Equivalent amounts of cells (by O.D.600) were lysed in the presence of lysozyme and Brij 58 and the soluble fraction separated from the chromatin fraction by centrifugation. The pellet was resuspended by sonication. Equivalent amounts of the two fractions from each strain were then subjected to SDS-PAGE and the gel blotted for the presence of the ParC subunit of Topo IV (Figure 6A). We found that there was about 19% more Topo IV present in the chromatin fraction in the BW30270 gyrAnalR ΔmukB strain compared to the BW30270 gyrAnalR strain and about 12% more total Topo IV in the former strain compared to the latter (Figure 6B). Neither of these differences were statistically significant (by the Student's t-test). Furthermore, given the stoichiometric nature of the cleavage reaction detailed in Figure 5 and discussed above, this slight increase in Topo IV on the DNA cannot account for the significantly greater DNA cleavage observed in the BW30270 gyrAnalR ΔmukB strain compared to the BW30270 gyrAnalR strain (Figure 5B-D and Supplementary Figure S4A and B).

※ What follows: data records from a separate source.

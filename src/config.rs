//! Broker configuration: discovery URL, client identity, session secret, and tuning knobs.
//!
//! Values are usually loaded from the environment with [`BrokerConfig::from_env`]; tests
//! and embedders can assemble them with [`BrokerConfig::builder`]. Both paths run the same
//! validation so a broker never starts with a scope set that would drop the ID token.

// self
use crate::{
	_prelude::*,
	auth::{ScopeSet, TokenSecret},
	error::ConfigError,
	session::SESSION_COOKIE_NAME,
};

/// Environment variable naming the OIDC discovery document URL.
pub const ENV_DISCOVERY_URL: &str = "OIDC_DISCOVERY_URL";
/// Environment variable naming the OAuth client identifier.
pub const ENV_CLIENT_ID: &str = "OIDC_CLIENT_ID";
/// Environment variable holding the session decryption secret.
pub const ENV_SESSION_SECRET: &str = "NEXTAUTH_SECRET";
/// Environment variable overriding the requested scopes.
pub const ENV_SCOPES: &str = "OIDC_SCOPES";
/// Environment variable overriding the outbound HTTP timeout, in seconds.
pub const ENV_HTTP_TIMEOUT_SECS: &str = "TOKEN_BROKER_HTTP_TIMEOUT_SECS";
/// Environment variable overriding the session cookie base name.
pub const ENV_SESSION_COOKIE: &str = "NEXTAUTH_SESSION_COOKIE";

/// Validated broker configuration.
#[derive(Clone)]
pub struct BrokerConfig {
	/// OIDC discovery document URL (`.../.well-known/openid-configuration`).
	pub discovery_url: Url,
	/// OAuth client identifier sent with every refresh grant.
	pub client_id: String,
	/// Session decryption secret; `None` makes every session decode fail closed.
	pub session_secret: Option<TokenSecret>,
	/// Scopes echoed on the refresh grant; always contains `openid`.
	pub scopes: ScopeSet,
	/// Timeout applied to every outbound HTTP request.
	pub http_timeout: Duration,
	/// Base name of the session cookie (without the `__Secure-` prefix or chunk suffix).
	pub session_cookie_name: String,
}
impl BrokerConfig {
	/// Default outbound HTTP timeout.
	pub const DEFAULT_HTTP_TIMEOUT: Duration = Duration::seconds(10);

	/// Creates an empty builder.
	pub fn builder() -> BrokerConfigBuilder {
		BrokerConfigBuilder::default()
	}

	/// Loads configuration from the process environment.
	pub fn from_env() -> Result<Self, ConfigError> {
		Self::from_env_with(|key| std::env::var(key).ok())
	}

	/// Loads configuration through a custom lookup, treating empty values as unset.
	pub fn from_env_with<F>(lookup: F) -> Result<Self, ConfigError>
	where
		F: Fn(&str) -> Option<String>,
	{
		let read = |key: &str| lookup(key).map(|v| v.trim().to_owned()).filter(|v| !v.is_empty());
		let discovery_url = read(ENV_DISCOVERY_URL)
			.ok_or(ConfigError::MissingSetting { name: ENV_DISCOVERY_URL })?;
		let discovery_url = Url::parse(&discovery_url).map_err(|e| ConfigError::InvalidSetting {
			name: ENV_DISCOVERY_URL,
			reason: e.to_string(),
		})?;
		let client_id =
			read(ENV_CLIENT_ID).ok_or(ConfigError::MissingSetting { name: ENV_CLIENT_ID })?;
		let mut builder = Self::builder().discovery_url(discovery_url).client_id(client_id);

		if let Some(secret) = read(ENV_SESSION_SECRET) {
			builder = builder.session_secret(secret);
		} else {
			tracing::warn!(
				env = ENV_SESSION_SECRET,
				"session secret is not set; every session decode will fail closed"
			);
		}
		if let Some(scopes) = read(ENV_SCOPES) {
			builder = builder.scopes(ScopeSet::from_str(&scopes)?);
		}
		if let Some(raw) = read(ENV_HTTP_TIMEOUT_SECS) {
			let secs = raw.parse::<u32>().map_err(|e| ConfigError::InvalidSetting {
				name: ENV_HTTP_TIMEOUT_SECS,
				reason: e.to_string(),
			})?;

			builder = builder.http_timeout(Duration::seconds(secs.into()));
		}
		if let Some(name) = read(ENV_SESSION_COOKIE) {
			builder = builder.session_cookie_name(name);
		}

		builder.build()
	}

	fn validate(&self) -> Result<(), ConfigError> {
		if !matches!(self.discovery_url.scheme(), "http" | "https") {
			return Err(ConfigError::UnsupportedScheme { url: self.discovery_url.to_string() });
		}
		if self.client_id.trim().is_empty() {
			return Err(ConfigError::MissingSetting { name: ENV_CLIENT_ID });
		}
		if !self.scopes.contains(ScopeSet::OPENID) {
			return Err(ConfigError::MissingOpenIdScope);
		}
		if !self.http_timeout.is_positive() {
			return Err(ConfigError::InvalidSetting {
				name: ENV_HTTP_TIMEOUT_SECS,
				reason: "timeout must be positive".into(),
			});
		}
		if self.session_cookie_name.is_empty()
			|| self.session_cookie_name.contains(|c: char| c.is_whitespace() || c == ';' || c == '=')
		{
			return Err(ConfigError::InvalidSetting {
				name: ENV_SESSION_COOKIE,
				reason: "cookie name must be a non-empty token".into(),
			});
		}

		Ok(())
	}
}
impl Debug for BrokerConfig {
	fn fmt(&self, f: &mut Formatter) -> FmtResult {
		f.debug_struct("BrokerConfig")
			.field("discovery_url", &self.discovery_url.as_str())
			.field("client_id", &self.client_id)
			.field("session_secret_set", &self.session_secret.is_some())
			.field("scopes", &self.scopes)
			.field("http_timeout", &self.http_timeout)
			.field("session_cookie_name", &self.session_cookie_name)
			.finish()
	}
}

/// Builder for [`BrokerConfig`] values.
#[derive(Debug, Default)]
pub struct BrokerConfigBuilder {
	discovery_url: Option<Url>,
	client_id: Option<String>,
	session_secret: Option<TokenSecret>,
	scopes: Option<ScopeSet>,
	http_timeout: Option<Duration>,
	session_cookie_name: Option<String>,
}
impl BrokerConfigBuilder {
	/// Sets the discovery document URL.
	pub fn discovery_url(mut self, url: Url) -> Self {
		self.discovery_url = Some(url);

		self
	}

	/// Sets the OAuth client identifier.
	pub fn client_id(mut self, client_id: impl Into<String>) -> Self {
		self.client_id = Some(client_id.into());

		self
	}

	/// Sets the session decryption secret.
	pub fn session_secret(mut self, secret: impl Into<String>) -> Self {
		self.session_secret = Some(TokenSecret::new(secret));

		self
	}

	/// Overrides the scopes requested on refresh (must include `openid`).
	pub fn scopes(mut self, scopes: ScopeSet) -> Self {
		self.scopes = Some(scopes);

		self
	}

	/// Overrides the outbound HTTP timeout.
	pub fn http_timeout(mut self, timeout: Duration) -> Self {
		self.http_timeout = Some(timeout);

		self
	}

	/// Overrides the session cookie base name.
	pub fn session_cookie_name(mut self, name: impl Into<String>) -> Self {
		self.session_cookie_name = Some(name.into());

		self
	}

	/// Consumes the builder and validates the resulting configuration.
	pub fn build(self) -> Result<BrokerConfig, ConfigError> {
		let discovery_url =
			self.discovery_url.ok_or(ConfigError::MissingSetting { name: ENV_DISCOVERY_URL })?;
		let client_id = self.client_id.ok_or(ConfigError::MissingSetting { name: ENV_CLIENT_ID })?;
		let config = BrokerConfig {
			discovery_url,
			client_id,
			session_secret: self.session_secret.filter(|secret| !secret.is_empty()),
			scopes: self.scopes.unwrap_or_else(ScopeSet::oidc_default),
			http_timeout: self.http_timeout.unwrap_or(BrokerConfig::DEFAULT_HTTP_TIMEOUT),
			session_cookie_name: self
				.session_cookie_name
				.unwrap_or_else(|| SESSION_COOKIE_NAME.to_owned()),
		};

		config.validate()?;

		Ok(config)
	}
}

#[cfg(test)]
mod tests {
	// self
	use super::*;

	fn env(pairs: &'static [(&'static str, &'static str)]) -> impl Fn(&str) -> Option<String> {
		move |key| pairs.iter().find(|(k, _)| *k == key).map(|(_, v)| (*v).to_owned())
	}

	#[test]
	fn from_env_applies_defaults() {
		let config = BrokerConfig::from_env_with(env(&[
			(ENV_DISCOVERY_URL, "https://cognito.example/.well-known/openid-configuration"),
			(ENV_CLIENT_ID, "emis-web"),
			(ENV_SESSION_SECRET, "s3cret"),
		]))
		.expect("Configuration should load.");

		assert_eq!(config.client_id, "emis-web");
		assert_eq!(config.scopes.normalized(), "openid profile email");
		assert_eq!(config.http_timeout, BrokerConfig::DEFAULT_HTTP_TIMEOUT);
		assert_eq!(config.session_cookie_name, "next-auth.session-token");
		assert!(config.session_secret.is_some());
	}

	#[test]
	fn missing_secret_is_allowed_but_unset() {
		let config = BrokerConfig::from_env_with(env(&[
			(ENV_DISCOVERY_URL, "https://cognito.example/.well-known/openid-configuration"),
			(ENV_CLIENT_ID, "emis-web"),
			(ENV_SESSION_SECRET, "   "),
		]))
		.expect("Configuration should load without a secret.");

		assert!(config.session_secret.is_none());
	}

	#[test]
	fn missing_required_settings_are_reported() {
		let err = BrokerConfig::from_env_with(env(&[(ENV_CLIENT_ID, "emis-web")]))
			.expect_err("Discovery URL is required.");

		assert!(matches!(err, ConfigError::MissingSetting { name: ENV_DISCOVERY_URL }));
	}

	#[test]
	fn scopes_without_openid_are_rejected() {
		let err = BrokerConfig::from_env_with(env(&[
			(ENV_DISCOVERY_URL, "https://cognito.example/.well-known/openid-configuration"),
			(ENV_CLIENT_ID, "emis-web"),
			(ENV_SCOPES, "profile email"),
		]))
		.expect_err("Scopes without openid must be rejected.");

		assert!(matches!(err, ConfigError::MissingOpenIdScope));
	}

	#[test]
	fn timeout_must_parse() {
		let err = BrokerConfig::from_env_with(env(&[
			(ENV_DISCOVERY_URL, "https://cognito.example/.well-known/openid-configuration"),
			(ENV_CLIENT_ID, "emis-web"),
			(ENV_HTTP_TIMEOUT_SECS, "soon"),
		]))
		.expect_err("Non-numeric timeout must be rejected.");

		assert!(matches!(err, ConfigError::InvalidSetting { name: ENV_HTTP_TIMEOUT_SECS, .. }));
	}

	#[test]
	fn debug_output_hides_secret() {
		let config = BrokerConfig::builder()
			.discovery_url(
				Url::parse("https://cognito.example/.well-known/openid-configuration")
					.expect("URL should parse."),
			)
			.client_id("emis-web")
			.session_secret("do-not-print")
			.build()
			.expect("Configuration should build.");

		assert!(!format!("{config:?}").contains("do-not-print"));
	}

	#[test]
	fn non_http_schemes_are_rejected() {
		let err = BrokerConfig::builder()
			.discovery_url(Url::parse("ftp://cognito.example/config").expect("URL should parse."))
			.client_id("emis-web")
			.build()
			.expect_err("FTP discovery URLs must be rejected.");

		assert!(matches!(err, ConfigError::UnsupportedScheme { .. }));
	}
}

Another possible explanation for our observations was that if the nalidixic acid-resistant gyrase was less active than the wild type, demand for Topo IV during decatenation might be increased, leading to more of the enzyme engaged at any time with the chromosomal DNA. Previous observations had, in fact, shown that several nalidixic acid-resistant DNA gyrases were less active than wild type (48,49), although the GyrA S83L enzyme was not (49), nor was a GyrA S83A gyrase (50). To be certain on this issue, we purified GyrA S83L, reconstituted it with GyrB, and tested both its supercoiling activity and resistance to norfloxacin compared to the wild type enzyme (Supplementary Figure S5). GyrA S83L gyrase had essentially identical activity to the wild type (Supplementary Figure S5, top panel, compare lanes 7–11 with lanes 2–6) and was about 16-fold more resistant to inhibition by norfloxacin than the wild type enzyme (Supplementary Figure S5, bottom panel, compare lanes 8–13 to lanes 2–7). Thus, this possibility seems unlikely and we therefore conclude that in the MukB-Topo IV complex on DNA in vivo, the catalytic activity of Topo IV is suppressed.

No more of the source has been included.